Comments: You should demonstrate a good grasp of denotation, connotation and tone in responding to this question. Several of you did not show that you understood what connotation is and did not give very clear and relevant connotations for either candles or the moon. The links below are to help you review connotation: what it is and how it is different from denotation.
Denotation and connotation (more at Literary Terms)
Connotation/Denotation (brief definition with examples and exercise)
Denotation, Connotation and Myth (more detailed and theoretical explanation and discussion of denotation and connotation)
A good answer 1) gets to the point and answers the question right away (clearly states the connotation(s) for candles and the moon), 2) is not wordy and sticks to its point, 3) has very few or no grammatical mistakes, 4) gives relevant evidence from the text of the poem to support its argument and incorporates it smoothly into its own prose, and 5) shows understanding of the material and critical and analytical thinking.
The romantic connotations associated with candles and the moon (ex. a candle light dinner, dancing in the moonlight) suggest that they are “misted by love,” not meeting the superior measure of “exact” truth that the mirror claims it gives. Candles and the moon presumably do not illumine the woman as she really is (l. 11), but make her look younger or more beautiful, lying about her appearance.
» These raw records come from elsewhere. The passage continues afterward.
use anyhow::{bail, Context, Result};
use clap::{Parser, Subcommand};
use mitc_compare::config::Config;
use mitc_compare::display;
use mitc_compare::mitc::{
    DirectoryStorage, FieldCatalog, FileStatus, HttpBackend, PolicyDesk, StoreEvent, UploadFile,
};
use std::path::PathBuf;
use std::sync::Arc;
use tokio::sync::broadcast::error::RecvError;
use tracing_subscriber::EnvFilter;

/// Upload bank MITC policy documents and compare banks field by field.
#[derive(Parser, Debug)]
#[command(name = "mitc-compare", version, about)]
struct Cli {
    /// Config file (defaults to the platform config directory)
    #[arg(long, global = true)]
    config: Option<PathBuf>,

    /// Override the storage directory
    #[arg(long, global = true)]
    data_dir: Option<String>,

    /// Override the extraction/comparison service URL
    #[arg(long, global = true)]
    backend_url: Option<String>,

    /// Enable debug logging
    #[arg(short, long, global = true)]
    verbose: bool,

    #[command(subcommand)]
    command: Commands,
}

#[derive(Subcommand, Debug)]
enum Commands {
    /// Upload policy PDFs and wait for extraction
    Upload {
        #[arg(required = true)]
        paths: Vec<PathBuf>,
    },
    /// List uploaded files, newest first
    List,
    /// Show one file with its extracted fields
    Show { id: String },
    /// Delete one uploaded file
    Delete { id: String },
    /// Delete every uploaded file
    Clear,
    /// List banks available for comparison
    Banks,
    /// Compare two or more banks by file id
    Compare {
        #[arg(required = true, num_args = 2..)]
        ids: Vec<String>,
        /// Ignore any cached result and ask the service again
        #[arg(long)]
        refresh: bool,
        /// Show per-bank content and evidence for one field
        #[arg(long)]
        field: Option<String>,
    },
    /// Inspect the comparison cache
    Cache {
        #[command(subcommand)]
        action: CacheAction,
    },
    /// Inspect configuration
    Config {
        #[command(subcommand)]
        action: ConfigAction,
    },
}

#[derive(Subcommand, Debug)]
enum CacheAction {
    /// List cached bank sets
    List,
    /// Drop every cached comparison
    Clear,
}

#[derive(Subcommand, Debug)]
enum ConfigAction {
    /// Print the effective configuration as TOML
    Show,
    /// Print the JSON Schema of the config file
    Schema,
}

fn init_logging(verbose: bool) {
    let default = if verbose { "mitc_compare=debug" } else { "mitc_compare=warn" };
    let filter = EnvFilter::try_from_default_env().unwrap_or_else(|_| EnvFilter::new(default));
    tracing_subscriber::fmt()
        .with_env_filter(filter)
        .with_writer(std::io::stderr)
        .init();
}

#[tokio::main]
async fn main() -> Result<()> {
    let cli = Cli::parse();
    init_logging(cli.verbose);

    let mut config = Config::load(cli.config.as_deref())?;
    if let Some(dir) = cli.data_dir {
        config.data_dir = Some(dir);
    }
    if let Some(url) = cli.backend_url {
        config.backend_url = url;
    }

    let command = match cli.command {
        Commands::Config { action } => {
            match action {
                ConfigAction::Show => print!("{}", config.to_toml()?),
                ConfigAction::Schema => println!("{}", Config::json_schema()?),
            }
            return Ok(());
        }
        other => other,
    };

    let data_dir = config.resolved_data_dir()?;
    let storage = Arc::new(
        DirectoryStorage::new(&data_dir)
            .with_context(|| format!("Failed to open storage at {data_dir}"))?,
    );
    let backend = Arc::new(
        HttpBackend::new(&config.backend_url, config.request_timeout())
            .context("Failed to build HTTP client")?,
    );
    let desk = PolicyDesk::new(storage, backend.clone(), backend);
    let fields = FieldCatalog::load(config.field_config_path().as_deref());

    match command {
        Commands::Upload { paths } => upload(&desk, &paths).await?,
        Commands::List => {
            let records = desk.records().list();
            if records.is_empty() {
                println!("No files uploaded yet. Run `mitc-compare upload <file.pdf>` to get started.");
            } else {
                for record in &records {
                    println!("{}", display::record_line(record));
                }
                println!("\n{}", display::summary_line(&desk.records().summary()));
            }
        }
        Commands::Show { id } => {
            let record = desk
                .records()
                .get(&id)
                .with_context(|| format!("No uploaded file with id '{id}'"))?;
            print!("{}", display::record_detail(&record, &fields));
        }
        Commands::Delete { id } => {
            if !desk.records().delete(&id) {
                bail!("No uploaded file with id '{id}'");
            }
            println!("Deleted {id}");
        }
        Commands::Clear => {
            desk.records().clear();
            println!("Deleted all uploaded files");
        }
        Commands::Banks => {
            let banks = desk.records().available_banks();
            if banks.is_empty() {
                println!("No banks available. Upload and process policy documents first.");
            }
            for bank in &banks {
                println!(
                    "{}  {}  ({})",
                    bank.id,
                    bank.bank_name().unwrap_or("Unknown Bank"),
                    bank.filename
                );
            }
        }
        Commands::Compare { ids, refresh, field } => {
            let result = desk.compare(&ids, refresh).await?;
            match field {
                Some(input) => {
                    let key = fields.resolve(&input).unwrap_or(input.as_str());
                    let records = desk.records().list();
                    let detail = display::comparison_detail(&result, key, &records, &fields)
                        .with_context(|| format!("Comparison has no field '{input}'"))?;
                    print!("{detail}");
                }
                None => print!("{}", display::comparison_table(&result, &ids, &fields)),
            }
        }
        Commands::Cache { action } => match action {
            CacheAction::List => {
                for key in desk.cache().list_keys() {
                    println!("{key}");
                }
            }
            CacheAction::Clear => {
                desk.cache().clear();
                println!("Comparison cache cleared");
            }
        },
        // Answered above without opening storage.
        Commands::Config { .. } => {}
    }
    Ok(())
}

/// Submit the files and report each record as its result lands.
async fn upload(desk: &PolicyDesk, paths: &[PathBuf]) -> Result<()> {
    let files = paths
        .iter()
        .map(|p| UploadFile::from_path(p))
        .collect::<Result<Vec<_>>>()?;
    for file in files.iter().filter(|f| !f.looks_like_pdf()) {
        tracing::warn!(filename = %file.filename, "not a PDF, the service will likely reject it");
    }

    let mut events = desk.subscribe();
    let handle = desk.upload(files);
    println!("Processing {} file(s)...", handle.records.len());

    let ids: Vec<String> = handle.records.iter().map(|r| r.id.clone()).collect();
    let mut task = handle.task;
    let mut reported: Vec<String> = Vec::new();
    loop {
        tokio::select! {
            biased;
            event = events.recv() => match event {
                Ok(StoreEvent::RecordUpdated { id, .. }) if ids.contains(&id) => {
                    report(desk, &id);
                    reported.push(id);
                }
                Ok(_) | Err(RecvError::Lagged(_)) => {}
                Err(RecvError::Closed) => break,
            },
            joined = &mut task => {
                joined.context("Extraction task panicked")?;
                break;
            }
        }
    }

    // Whatever the loop did not see, e.g. after lagging behind.
    for id in ids.iter().filter(|id| !reported.contains(id)) {
        report(desk, id);
    }
    println!("\n{}", display::summary_line(&desk.records().summary()));
    Ok(())
}

fn report(desk: &PolicyDesk, id: &str) {
    let Some(record) = desk.records().get(id) else {
        println!("  deleted {id}");
        return;
    };
    match record.status {
        FileStatus::Success => println!(
            "  ok      {}  {}",
            record.filename,
            record.bank_name().unwrap_or("Unknown Bank")
        ),
        FileStatus::Failed => println!(
            "  failed  {}  {}",
            record.filename,
            record.error_message.as_deref().unwrap_or("unknown error")
        ),
        FileStatus::Processing => println!("  pending {}", record.filename),
    }
}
Too vague, does not show clear understanding of connotation, can be more succinct:
The reason why the personified mirror in stanza 1 calls the moon and candles "liars" is related to the connotative meaning of these two words, which is lighting equipment as these two things.
Too long and rambling, does not show a good grasp of literary terms (ex. metaphor, connotation), grammatical mistakes:
Plath calls candles and the moon "liars" because she wants to use candles and the moon as the metaphor. Candles and the moon have a very soft light. They can bring us to obsess with their beauty. Women often love their beauty especially when they are teenagers. When women get older, they feel hard to accept the winkles that come with their ages. The mirror can reflect everything in the real state of it. When women look at the mirror every day, they will see the real face that will have more wnkles. It seems that mirror reflect the real things. On the other hand, candles and the moon reflect only the beauty, not a real state. Therefore, these 2 words are used to clearify the disparaging tone of the mirror.
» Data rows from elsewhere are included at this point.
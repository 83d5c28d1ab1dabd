//! Typed access to the extraction/comparison service.
//!
//! `POST /process-pdfs` takes a multipart body with one `files` part per
//! document and answers with per-file results; a rejected document is a
//! per-file failure, not an HTTP error. `POST /compare-banks` takes the
//! extracted info of two or more banks and answers with a comparison table.
//! Only transport failures (network, non-2xx, undecodable body) are errors.

use super::schema::{
    BankSubmission, CompareBanksRequest, ComparisonResult, ProcessPdfsResponse,
};
use super::upload::UploadFile;
use async_trait::async_trait;
use reqwest::multipart::{Form, Part};
use std::time::Duration;
use thiserror::Error;

#[derive(Debug, Error)]
pub enum ClientError {
    #[error("request to {endpoint} failed: {source}")]
    Transport {
        endpoint: &'static str,
        source: reqwest::Error,
    },

    #[error("{endpoint} returned HTTP {status}: {body}")]
    Status {
        endpoint: &'static str,
        status: u16,
        body: String,
    },

    #[error("could not decode {endpoint} response: {source}")]
    Decode {
        endpoint: &'static str,
        source: reqwest::Error,
    },

    #[error("invalid upload part for '{filename}': {source}")]
    InvalidPart {
        filename: String,
        source: reqwest::Error,
    },
}

const PROCESS_PDFS: &str = "/process-pdfs";
const COMPARE_BANKS: &str = "/compare-banks";

/// Submits documents for field extraction.
#[async_trait]
pub trait Extractor: Send + Sync {
    async fn submit(&self, files: Vec<UploadFile>) -> Result<ProcessPdfsResponse, ClientError>;
}

/// Compares the extracted info of two or more banks.
#[async_trait]
pub trait Comparator: Send + Sync {
    async fn compare(&self, banks: Vec<BankSubmission>) -> Result<ComparisonResult, ClientError>;
}

/// reqwest-backed client for both endpoints.
#[derive(Clone)]
pub struct HttpBackend {
    client: reqwest::Client,
    base_url: String,
}

impl HttpBackend {
    /// `timeout` of `None` leaves requests unbounded.
    pub fn new(base_url: &str, timeout: Option<Duration>) -> Result<Self, ClientError> {
        let mut builder = reqwest::Client::builder();
        if let Some(timeout) = timeout {
            builder = builder.timeout(timeout);
        }
        let client = builder.build().map_err(|source| ClientError::Transport {
            endpoint: "client setup",
            source,
        })?;
        Ok(Self {
            client,
            base_url: base_url.trim_end_matches('/').to_string(),
        })
    }

    fn url(&self, endpoint: &str) -> String {
        format!("{}{}", self.base_url, endpoint)
    }

    async fn read_json<T: serde::de::DeserializeOwned>(
        endpoint: &'static str,
        response: reqwest::Response,
    ) -> Result<T, ClientError> {
        let status = response.status();
        if !status.is_success() {
            let body = response.text().await.unwrap_or_default();
            return Err(ClientError::Status {
                endpoint,
                status: status.as_u16(),
                body,
            });
        }
        response
            .json::<T>()
            .await
            .map_err(|source| ClientError::Decode { endpoint, source })
    }
}

#[async_trait]
impl Extractor for HttpBackend {
    async fn submit(&self, files: Vec<UploadFile>) -> Result<ProcessPdfsResponse, ClientError> {
        let count = files.len();
        let mut form = Form::new();
        for file in files {
            let mime = file.mime_type();
            let filename = file.filename;
            let part = Part::bytes(file.data)
                .file_name(filename.clone())
                .mime_str(mime)
                .map_err(|source| ClientError::InvalidPart { filename, source })?;
            form = form.part("files", part);
        }

        tracing::info!(files = count, url = %self.url(PROCESS_PDFS), "submitting documents for extraction");
        let response = self
            .client
            .post(self.url(PROCESS_PDFS))
            .multipart(form)
            .send()
            .await
            .map_err(|source| ClientError::Transport {
                endpoint: PROCESS_PDFS,
                source,
            })?;

        let body: ProcessPdfsResponse = Self::read_json(PROCESS_PDFS, response).await?;
        tracing::info!(
            total = body.total_processed,
            successful = body.successful,
            failed = body.failed,
            "extraction finished"
        );
        Ok(body)
    }
}

#[async_trait]
impl Comparator for HttpBackend {
    async fn compare(&self, banks: Vec<BankSubmission>) -> Result<ComparisonResult, ClientError> {
        tracing::info!(banks = banks.len(), url = %self.url(COMPARE_BANKS), "requesting bank comparison");
        let response = self
            .client
            .post(self.url(COMPARE_BANKS))
            .json(&CompareBanksRequest { banks })
            .send()
            .await
            .map_err(|source| ClientError::Transport {
                endpoint: COMPARE_BANKS,
                source,
            })?;

        let result: ComparisonResult = Self::read_json(COMPARE_BANKS, response).await?;
        tracing::debug!(rows = result.comparison_table.len(), "comparison received");
        Ok(result)
    }
}

#[cfg(test)]
mod tests {
    use super::*;
    use crate::mitc::schema::{BankInfo, ComparisonStatus, FileStatus, ResultStatus};
    use axum::extract::Multipart;
    use axum::http::StatusCode;
    use axum::routing::post;
    use axum::{Json, Router};
    use serde_json::{json, Value};

    async fn spawn_backend(app: Router) -> String {
        let listener = tokio::net::TcpListener::bind("127.0.0.1:0").await.unwrap();
        let addr = listener.local_addr().unwrap();
        tokio::spawn(async move {
            axum::serve(listener, app).await.unwrap();
        });
        format!("http://{addr}")
    }

    // Mirrors the service: non-PDFs fail inline, PDFs succeed with the
    // file stem as the bank name.
    async fn process_pdfs(mut multipart: Multipart) -> Json<Value> {
        let mut results = Vec::new();
        while let Some(field) = multipart.next_field().await.unwrap() {
            assert_eq!(field.name(), Some("files"));
            let filename = field.file_name().unwrap().to_string();
            let content_type = field.content_type().map(str::to_string);
            let _ = field.bytes().await.unwrap();
            if content_type.as_deref() == Some("application/pdf") {
                let bank = filename.trim_end_matches(".pdf").to_string();
                results.push(json!({
                    "filename": filename,
                    "status": "success",
                    "bank_info": {"bank_name": bank, "tenure": {"missing": true}}
                }));
            } else {
                results.push(json!({
                    "filename": filename,
                    "status": "failed",
                    "error_message": "File is not a PDF"
                }));
            }
        }
        let successful = results.iter().filter(|r| r["status"] == "success").count();
        Json(json!({
            "total_processed": results.len(),
            "successful": successful,
            "failed": results.len() - successful,
            "results": results,
        }))
    }

    async fn compare_banks(Json(body): Json<Value>) -> Json<Value> {
        let banks = body["banks"].as_array().unwrap();
        let cells: Vec<Value> = banks
            .iter()
            .map(|b| {
                json!({
                    "bank_id": b["bank_id"],
                    "bank_name": b["bank_info"]["bank_name"],
                    "status": "MISSING",
                    "explanation": "Not stated"
                })
            })
            .collect();
        Json(json!({
            "comparison_table": [{"field_name": "tenure", "bank_results": cells}],
            "summary": [{"status": "MISSING", "count": banks.len()}]
        }))
    }

    #[tokio::test]
    async fn submit_sends_one_part_per_file() {
        let base = spawn_backend(Router::new().route("/process-pdfs", post(process_pdfs))).await;
        let backend = HttpBackend::new(&base, None).unwrap();

        let response = backend
            .submit(vec![
                UploadFile::new("HDFC.pdf", b"%PDF".to_vec()),
                UploadFile::new("notes.txt", b"hello".to_vec()),
            ])
            .await
            .unwrap();

        assert_eq!(response.total_processed, 2);
        assert_eq!(response.successful, 1);
        let hdfc = response.results[0].parsed().unwrap();
        assert_eq!(hdfc.status, ResultStatus::Success);
        assert_eq!(hdfc.bank_info.as_ref().unwrap().bank_name, "HDFC");
        assert_eq!(
            response.results[1].clone().into_outcome().status(),
            FileStatus::Failed
        );
        assert_eq!(
            response.results[1].parsed().unwrap().error_message.as_deref(),
            Some("File is not a PDF")
        );
    }

    #[tokio::test]
    async fn compare_posts_bank_info() {
        let base = spawn_backend(Router::new().route("/compare-banks", post(compare_banks))).await;
        let backend = HttpBackend::new(&format!("{base}/"), None).unwrap();

        let result = backend
            .compare(vec![
                BankSubmission { bank_id: "1".into(), bank_info: BankInfo::new("SBI") },
                BankSubmission { bank_id: "2".into(), bank_info: BankInfo::new("Axis") },
            ])
            .await
            .unwrap();

        let row = result.row("tenure").unwrap();
        assert_eq!(row.result_for("2").unwrap().bank_name, "Axis");
        assert_eq!(result.summary[0].status, ComparisonStatus::Missing);
        assert_eq!(result.summary[0].count, 2);
    }

    #[tokio::test]
    async fn non_success_status_is_an_error() {
        let app = Router::new().route(
            "/compare-banks",
            post(|| async { (StatusCode::INTERNAL_SERVER_ERROR, "model overloaded") }),
        );
        let base = spawn_backend(app).await;
        let backend = HttpBackend::new(&base, None).unwrap();

        let err = backend.compare(vec![]).await.unwrap_err();
        match err {
            ClientError::Status { status, body, .. } => {
                assert_eq!(status, 500);
                assert_eq!(body, "model overloaded");
            }
            other => panic!("unexpected error: {other}"),
        }
    }

    #[tokio::test]
    async fn unreachable_service_is_a_transport_error() {
        let listener = tokio::net::TcpListener::bind("127.0.0.1:0").await.unwrap();
        let addr = listener.local_addr().unwrap();
        drop(listener);

        let backend = HttpBackend::new(&format!("http://{addr}"), Some(Duration::from_secs(5))).unwrap();
        let err = backend.submit(vec![UploadFile::new("a.pdf", vec![1])]).await.unwrap_err();
        assert!(matches!(err, ClientError::Transport { .. }));
    }
}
2. (3 points) Consider the metaphors and their associated verbs “meditate” and “reflect” that the human-like mirror uses to describe itself. Do you think this is the same kind of meditation and reflection that the woman does when she “bends over” the mirror and rewards it “with tears and an agitation of hands”?
Comments: Here is your chance to apply your understanding of metaphor, denotation, connotation, and personification to a poem on your own and explore how a poet can play with diction, using different meanings of a term to convey even more meaning. Notice which denotative meaning(s) of "meditate" and "reflect" Plath uses in each instance, for which character (the mirror or the woman), and to say what about the mirror, the woman, and physical change as one ages.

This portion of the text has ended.